▶ Dataset records

_ _ _

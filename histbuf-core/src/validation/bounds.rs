//! Shape and byte-length arithmetic
//!
//! This module provides pure mathematical validation functions for
//! shape computations with overflow protection.

use crate::error::{HistError, Result};

/// Number of elements described by a shape
///
/// The empty shape describes a single element.
pub fn shape_product(shape: &[usize]) -> Result<usize> {
    shape.iter().try_fold(1usize, |acc, &dim| {
        acc.checked_mul(dim).ok_or_else(|| {
            HistError::structure(alloc::format!("shape {shape:?} overflows the address space"))
        })
    })
}

/// Number of whole elements in a byte range
pub fn element_count(byte_len: usize, itemsize: usize) -> Result<usize> {
    if itemsize == 0 || byte_len % itemsize != 0 {
        return Err(HistError::structure(alloc::format!(
            "{byte_len} bytes is not a whole number of {itemsize}-byte elements"
        )));
    }
    Ok(byte_len / itemsize)
}

/// Byte length of `count` elements of `itemsize` bytes
pub fn byte_length(count: usize, itemsize: usize) -> Result<usize> {
    count.checked_mul(itemsize).ok_or_else(|| {
        HistError::structure(alloc::format!(
            "{count} elements of {itemsize} bytes overflows the address space"
        ))
    })
}

/// Convert a wide integer slot count into a shape dimension
pub fn dimension(value: i128, what: &str) -> Result<usize> {
    usize::try_from(value).map_err(|_| {
        HistError::structure(alloc::format!("{what} yields {value} bins, which is not addressable"))
    })
}

/// Check that a pointer is aligned for `T`
pub fn is_aligned<T>(ptr: *const u8) -> bool {
    (ptr as usize) % core::mem::align_of::<T>() == 0
}

#[cfg(test)]
mod tests {
    use super::*;

    #[test]
    fn test_shape_product() {
        assert_eq!(shape_product(&[]), Ok(1));
        assert_eq!(shape_product(&[12]), Ok(12));
        assert_eq!(shape_product(&[3, 4, 0]), Ok(0));
        assert!(shape_product(&[usize::MAX, 2]).is_err());
    }

    #[test]
    fn test_element_count() {
        assert_eq!(element_count(16, 4), Ok(4));
        assert_eq!(element_count(0, 8), Ok(0));
        assert!(element_count(15, 4).is_err());
        assert!(element_count(4, 0).is_err());
    }

    #[test]
    fn test_byte_length() {
        assert_eq!(byte_length(20, 8), Ok(160));
        assert!(byte_length(usize::MAX, 2).is_err());
    }

    #[test]
    fn test_dimension() {
        assert_eq!(dimension(12, "RegularBinning"), Ok(12));
        assert!(dimension(-1, "IntegerBinning").is_err());
    }

    #[test]
    fn test_is_aligned() {
        let aligned: [u64; 2] = [0; 2];
        let ptr = aligned.as_ptr() as *const u8;
        assert!(is_aligned::<u64>(ptr));
        assert!(!is_aligned::<u64>(ptr.wrapping_add(1)));
    }
}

_ _ _

▶ Exercise
What is the number of lines above that hold the word "format"? Answer with that number alone.

▶ Task answer
4